With spawning, I tried to specify river crocodiles spawning only on flood plains in the tropics and seem to have gotten spawn on flood plains and in the tropics. Is that so or am I imagining those crocs in the deserts?
 
Right now Neanderthals spawn from Bison, Ivory, and Deer only. The issue I ran into was that those resources are not always distributed evenly. So some players will get SWARMED,while others get completely left alone. I figured spawning them from forest, (combined with a low density setting) which is found all over the map, would encourage a more even distribution.

One bad thing about a certain animal spawning from only a specific resource is that it means not only does the nearby player have access to that bonus, but they have access to the animal spawning from it.

Modifying the map scripts could work to even out bonus placement, but I figured since the spawn from terrain was already present, that could provide more varied spawn sites.
 
One bad thing about a certain animal spawning from only a specific resource is that it means not only does the nearby player have access to that bonus, but they have access to the animal spawning from it.

Actually, that is the point. If there are no pig resources on you continent then there will be no pigs spawned. Therefore you will have to trade for them later in the game.

Almost every thing that gets done has the effect of destroying the trade system making it irrelevant. I decided it was about time to do something that helped it instead.
 
With spawning, I tried to specify river crocodiles spawning only on flood plains in the tropics and seem to have gotten spawn on flood plains and in the tropics.
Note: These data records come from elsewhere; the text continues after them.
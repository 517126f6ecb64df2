//! Lightweight reachability check against the Ollama server.
//!
//! The probe hits the endpoint's origin (`http://host:port/`), not the
//! generation path; a healthy server answers with "Ollama is running".

use reqwest::Client;
use std::fmt;
use std::sync::LazyLock;
use std::time::Duration;
use tracing::debug;
use url::Url;

pub const PROBE_TIMEOUT: Duration = Duration::from_secs(5);

static PROBE_CLIENT: LazyLock<Client> = LazyLock::new(|| {
    Client::builder()
        .pool_max_idle_per_host(1)
        .build()
        .unwrap_or_default()
});

#[derive(Debug, Clone, PartialEq, Eq)]
pub enum ProbeOutcome {
    /// 2xx with the expected banner
    Running,
    /// 2xx, but something other than Ollama answered
    ReachableUnexpected,
    InvalidUrl,
    HttpError(u16),
    Timeout,
    NetworkFailure(String),
}

impl ProbeOutcome {
    pub fn is_reachable(&self) -> bool {
        matches!(self, ProbeOutcome::Running | ProbeOutcome::ReachableUnexpected)
    }
}

impl fmt::Display for ProbeOutcome {
    fn fmt(&self, f: &mut fmt::Formatter<'_>) -> fmt::Result {
        match self {
            ProbeOutcome::Running => write!(f, "Ollama is running."),
            ProbeOutcome::ReachableUnexpected => {
                write!(f, "Endpoint reachable, but the response was not from Ollama.")
            }
            ProbeOutcome::InvalidUrl => write!(f, "Invalid endpoint URL."),
            ProbeOutcome::HttpError(code) => write!(f, "Endpoint reachable, but returned HTTP {}.", code),
            ProbeOutcome::Timeout => write!(f, "Ollama not reachable (timed out)."),
            ProbeOutcome::NetworkFailure(_) => write!(f, "Ollama not reachable."),
        }
    }
}

/// `scheme://host[:port]` of the generation endpoint.
pub fn origin_of(endpoint: &str) -> Option<String> {
    let url = Url::parse(endpoint.trim()).ok()?;
    if !matches!(url.scheme(), "http" | "https") {
        return None;
    }
    Some(url.origin().ascii_serialization())
}

pub async fn probe(endpoint: &str) -> ProbeOutcome {
    probe_with_timeout(endpoint, PROBE_TIMEOUT).await
}

pub async fn probe_with_timeout(endpoint: &str, timeout: Duration) -> ProbeOutcome {
    let Some(origin) = origin_of(endpoint) else {
        debug!("probe skipped, invalid endpoint: {}", endpoint);
        return ProbeOutcome::InvalidUrl;
    };

    match tokio::time::timeout(timeout, fetch_banner(&origin)).await {
        Ok(Ok(outcome)) => outcome,
        Ok(Err(e)) => {
            debug!("probe of {} failed: {}", origin, e);
            if e.is_timeout() {
                ProbeOutcome::Timeout
            } else {
                ProbeOutcome::NetworkFailure(e.to_string())
            }
        }
        Err(_) => ProbeOutcome::Timeout,
    }
}

async fn fetch_banner(origin: &str) -> Result<ProbeOutcome, reqwest::Error> {
    let resp = PROBE_CLIENT.get(origin).send().await?;
    let status = resp.status();
    if !status.is_success() {
        return Ok(ProbeOutcome::HttpError(status.as_u16()));
    }
    let body = resp.text().await?;
    if body.to_lowercase().contains("ollama is running") {
        Ok(ProbeOutcome::Running)
    } else {
        Ok(ProbeOutcome::ReachableUnexpected)
    }
}

#[cfg(test)]
mod tests {
    use super::*;
    use crate::test_server::CannedServer;

    #[test]
    fn test_origin_strips_path() {
        assert_eq!(
            origin_of("http://localhost:11434/api/generate").as_deref(),
            Some("http://localhost:11434")
        );
        assert_eq!(origin_of("  https://example.com/x ").as_deref(), Some("https://example.com"));
        assert_eq!(origin_of("localhost:11434"), None);
        assert_eq!(origin_of("not a url"), None);
    }

    #[tokio::test]
    async fn test_running_banner() {
        let server = CannedServer::start(vec![(200, "Ollama is running".into())]);
        let outcome = probe(&server.generate_url()).await;
        assert_eq!(outcome, ProbeOutcome::Running);
        assert!(outcome.is_reachable());
    }

    #[tokio::test]
    async fn test_unexpected_content_still_reachable() {
        let server = CannedServer::start(vec![(200, "<html>nginx</html>".into())]);
        let outcome = probe(&server.generate_url()).await;
        assert_eq!(outcome, ProbeOutcome::ReachableUnexpected);
        assert!(outcome.is_reachable());
    }

    #[tokio::test]
    async fn test_http_error_is_unreachable() {
        let server = CannedServer::start(vec![(500, "boom".into())]);
        let outcome = probe(&server.generate_url()).await;
        assert_eq!(outcome, ProbeOutcome::HttpError(500));
        assert!(!outcome.is_reachable());
    }

    #[tokio::test]
    async fn test_invalid_url() {
        assert_eq!(probe("::nope::").await, ProbeOutcome::InvalidUrl);
    }

    #[tokio::test]
    async fn test_refused_connection() {
        // Bind then drop to get a port nobody listens on
        let port = std::net::TcpListener::bind("127.0.0.1:0")
            .unwrap()
            .local_addr()
            .unwrap()
            .port();
        let outcome = probe_with_timeout(
            &format!("http://127.0.0.1:{}/api/generate", port),
            Duration::from_secs(2),
        )
        .await;
        assert!(matches!(
            outcome,
            ProbeOutcome::NetworkFailure(_) | ProbeOutcome::Timeout
        ));
    }
}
Is that so or am I imagining those crocs in the deserts?
Can you post the xml code or is it already on the SVN?
 
Right now Neanderthals spawn from Bison, Ivory, and Deer only. The issue I ran into was that those resources are not always distributed evenly. So some players will get SWARMED,while others get completely left alone. I figured spawning them from forest, (combined with a low density setting) which is found all over the map, would encourage a more even distribution.

One bad thing about a certain animal spawning from only a specific resource is that it means not only does the nearby player have access to that bonus, but they have access to the animal spawning from it.

Modifying the map scripts could work to even out bonus placement, but I figured since the spawn from terrain was already present, that could provide more varied spawn sites.

Problem is that it removes the small number of spawn points, so you lose the strategic ability to garrison units near the spawns to keep them in check.